▶ _AVAILABLE RECORDS_

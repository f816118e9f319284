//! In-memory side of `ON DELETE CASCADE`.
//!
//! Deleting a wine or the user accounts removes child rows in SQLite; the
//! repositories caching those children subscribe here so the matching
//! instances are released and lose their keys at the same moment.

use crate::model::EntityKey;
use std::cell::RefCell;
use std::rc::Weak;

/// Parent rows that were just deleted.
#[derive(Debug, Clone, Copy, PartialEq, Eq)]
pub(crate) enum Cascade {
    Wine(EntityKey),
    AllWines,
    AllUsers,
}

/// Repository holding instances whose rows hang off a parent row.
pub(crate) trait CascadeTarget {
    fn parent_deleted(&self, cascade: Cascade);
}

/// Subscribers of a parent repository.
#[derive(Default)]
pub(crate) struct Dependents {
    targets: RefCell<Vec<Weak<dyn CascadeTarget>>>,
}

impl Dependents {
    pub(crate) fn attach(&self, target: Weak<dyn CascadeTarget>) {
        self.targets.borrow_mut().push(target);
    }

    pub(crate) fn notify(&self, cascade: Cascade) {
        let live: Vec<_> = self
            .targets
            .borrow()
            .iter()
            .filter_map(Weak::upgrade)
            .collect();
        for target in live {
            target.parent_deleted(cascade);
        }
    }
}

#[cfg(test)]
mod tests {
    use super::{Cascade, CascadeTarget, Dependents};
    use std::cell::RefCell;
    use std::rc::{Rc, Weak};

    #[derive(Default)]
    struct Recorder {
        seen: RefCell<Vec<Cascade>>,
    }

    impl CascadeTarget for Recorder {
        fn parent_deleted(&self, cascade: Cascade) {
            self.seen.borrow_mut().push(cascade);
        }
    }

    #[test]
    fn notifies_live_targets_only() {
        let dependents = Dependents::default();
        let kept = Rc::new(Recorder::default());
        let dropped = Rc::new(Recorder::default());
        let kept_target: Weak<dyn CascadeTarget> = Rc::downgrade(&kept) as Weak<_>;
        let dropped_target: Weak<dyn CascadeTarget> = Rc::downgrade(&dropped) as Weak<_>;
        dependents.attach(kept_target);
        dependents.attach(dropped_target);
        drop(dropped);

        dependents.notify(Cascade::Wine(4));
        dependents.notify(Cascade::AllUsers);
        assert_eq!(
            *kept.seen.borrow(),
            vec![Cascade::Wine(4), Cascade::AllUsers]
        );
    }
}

...

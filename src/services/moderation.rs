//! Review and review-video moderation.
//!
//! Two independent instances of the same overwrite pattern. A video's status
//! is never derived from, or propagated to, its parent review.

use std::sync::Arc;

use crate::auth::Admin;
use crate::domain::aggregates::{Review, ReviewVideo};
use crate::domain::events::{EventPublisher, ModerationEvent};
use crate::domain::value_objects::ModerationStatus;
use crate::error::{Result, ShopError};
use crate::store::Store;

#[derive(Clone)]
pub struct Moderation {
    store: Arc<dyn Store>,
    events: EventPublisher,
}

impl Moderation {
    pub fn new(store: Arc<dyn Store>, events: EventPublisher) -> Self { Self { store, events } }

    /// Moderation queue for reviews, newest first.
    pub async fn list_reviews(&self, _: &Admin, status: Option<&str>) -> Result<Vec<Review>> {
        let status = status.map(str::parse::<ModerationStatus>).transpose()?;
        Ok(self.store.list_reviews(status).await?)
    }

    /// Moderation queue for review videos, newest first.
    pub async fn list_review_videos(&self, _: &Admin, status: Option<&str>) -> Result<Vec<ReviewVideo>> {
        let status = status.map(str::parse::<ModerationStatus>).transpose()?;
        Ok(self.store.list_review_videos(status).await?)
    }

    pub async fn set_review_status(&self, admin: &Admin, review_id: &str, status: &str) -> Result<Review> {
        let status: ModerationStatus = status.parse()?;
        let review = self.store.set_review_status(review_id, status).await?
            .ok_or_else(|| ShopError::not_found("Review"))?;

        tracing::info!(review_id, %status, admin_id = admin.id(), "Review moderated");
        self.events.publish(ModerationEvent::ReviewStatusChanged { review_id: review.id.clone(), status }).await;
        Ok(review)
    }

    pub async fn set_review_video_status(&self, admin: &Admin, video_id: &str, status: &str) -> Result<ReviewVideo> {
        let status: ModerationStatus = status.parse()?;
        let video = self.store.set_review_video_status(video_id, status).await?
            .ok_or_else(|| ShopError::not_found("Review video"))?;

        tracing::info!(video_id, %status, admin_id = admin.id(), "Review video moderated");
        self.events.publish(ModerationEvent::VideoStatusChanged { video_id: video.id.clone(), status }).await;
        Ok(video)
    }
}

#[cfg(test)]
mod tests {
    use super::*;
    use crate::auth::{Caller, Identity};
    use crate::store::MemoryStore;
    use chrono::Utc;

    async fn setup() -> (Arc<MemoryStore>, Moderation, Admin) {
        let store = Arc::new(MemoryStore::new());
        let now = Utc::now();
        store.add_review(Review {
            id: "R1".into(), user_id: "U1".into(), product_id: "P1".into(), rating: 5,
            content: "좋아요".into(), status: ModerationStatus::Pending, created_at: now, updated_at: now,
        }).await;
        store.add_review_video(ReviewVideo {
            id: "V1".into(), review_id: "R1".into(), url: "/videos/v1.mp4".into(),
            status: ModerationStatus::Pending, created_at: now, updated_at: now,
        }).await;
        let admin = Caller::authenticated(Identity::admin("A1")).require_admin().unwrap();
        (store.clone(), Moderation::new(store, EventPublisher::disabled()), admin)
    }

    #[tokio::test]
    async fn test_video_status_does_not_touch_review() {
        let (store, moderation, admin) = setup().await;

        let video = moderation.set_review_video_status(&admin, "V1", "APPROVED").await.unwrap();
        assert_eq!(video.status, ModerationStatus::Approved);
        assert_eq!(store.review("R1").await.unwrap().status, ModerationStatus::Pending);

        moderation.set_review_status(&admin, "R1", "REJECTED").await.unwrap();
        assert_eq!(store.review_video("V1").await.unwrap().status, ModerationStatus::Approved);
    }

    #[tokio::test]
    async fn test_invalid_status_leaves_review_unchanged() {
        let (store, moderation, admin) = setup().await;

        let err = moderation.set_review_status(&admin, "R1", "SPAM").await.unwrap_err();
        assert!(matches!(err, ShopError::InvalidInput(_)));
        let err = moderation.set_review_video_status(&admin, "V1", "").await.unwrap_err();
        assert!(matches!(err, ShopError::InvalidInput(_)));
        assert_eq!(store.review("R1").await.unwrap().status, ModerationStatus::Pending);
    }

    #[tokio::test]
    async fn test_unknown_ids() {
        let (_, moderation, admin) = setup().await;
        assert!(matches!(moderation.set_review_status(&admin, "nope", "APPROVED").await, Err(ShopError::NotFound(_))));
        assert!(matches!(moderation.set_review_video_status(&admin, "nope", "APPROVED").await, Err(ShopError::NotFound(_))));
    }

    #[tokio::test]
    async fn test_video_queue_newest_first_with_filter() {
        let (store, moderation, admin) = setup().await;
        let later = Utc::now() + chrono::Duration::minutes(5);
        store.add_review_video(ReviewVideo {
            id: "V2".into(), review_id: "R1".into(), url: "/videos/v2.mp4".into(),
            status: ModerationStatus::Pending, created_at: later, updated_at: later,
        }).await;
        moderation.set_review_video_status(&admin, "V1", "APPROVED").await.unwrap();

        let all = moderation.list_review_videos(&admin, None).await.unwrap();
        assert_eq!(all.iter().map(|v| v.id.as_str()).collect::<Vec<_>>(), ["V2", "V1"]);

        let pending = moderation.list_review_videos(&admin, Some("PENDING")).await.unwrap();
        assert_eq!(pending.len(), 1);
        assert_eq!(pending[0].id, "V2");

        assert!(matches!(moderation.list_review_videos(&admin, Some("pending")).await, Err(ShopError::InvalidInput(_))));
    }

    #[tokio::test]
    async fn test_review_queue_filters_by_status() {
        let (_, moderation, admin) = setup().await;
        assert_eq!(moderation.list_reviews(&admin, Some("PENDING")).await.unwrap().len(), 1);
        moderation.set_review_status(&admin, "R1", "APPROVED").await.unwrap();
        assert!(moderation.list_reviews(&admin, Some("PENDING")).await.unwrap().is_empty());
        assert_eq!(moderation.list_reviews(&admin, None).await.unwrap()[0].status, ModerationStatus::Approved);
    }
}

...

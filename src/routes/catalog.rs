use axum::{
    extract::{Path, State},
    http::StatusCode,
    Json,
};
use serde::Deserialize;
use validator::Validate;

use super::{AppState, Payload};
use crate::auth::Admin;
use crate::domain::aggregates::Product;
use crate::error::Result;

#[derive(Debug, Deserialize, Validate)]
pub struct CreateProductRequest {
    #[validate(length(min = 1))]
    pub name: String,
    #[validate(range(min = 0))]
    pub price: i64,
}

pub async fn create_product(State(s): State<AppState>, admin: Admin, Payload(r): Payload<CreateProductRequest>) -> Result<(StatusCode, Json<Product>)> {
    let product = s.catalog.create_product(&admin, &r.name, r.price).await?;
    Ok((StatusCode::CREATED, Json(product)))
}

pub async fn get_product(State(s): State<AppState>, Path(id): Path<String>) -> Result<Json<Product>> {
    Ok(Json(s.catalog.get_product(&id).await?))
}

▶ _ASSIGNMENT_
Show all lines in the preceding material that have "NotFound" in them.

▶ _OUTPUT OF THE EXERCISE_
        assert!(matches!(moderation.set_review_status(&admin, "nope", "APPROVED").await, Err(ShopError::NotFound(_))));
        assert!(matches!(moderation.set_review_video_status(&admin, "nope", "APPROVED").await, Err(ShopError::NotFound(_))));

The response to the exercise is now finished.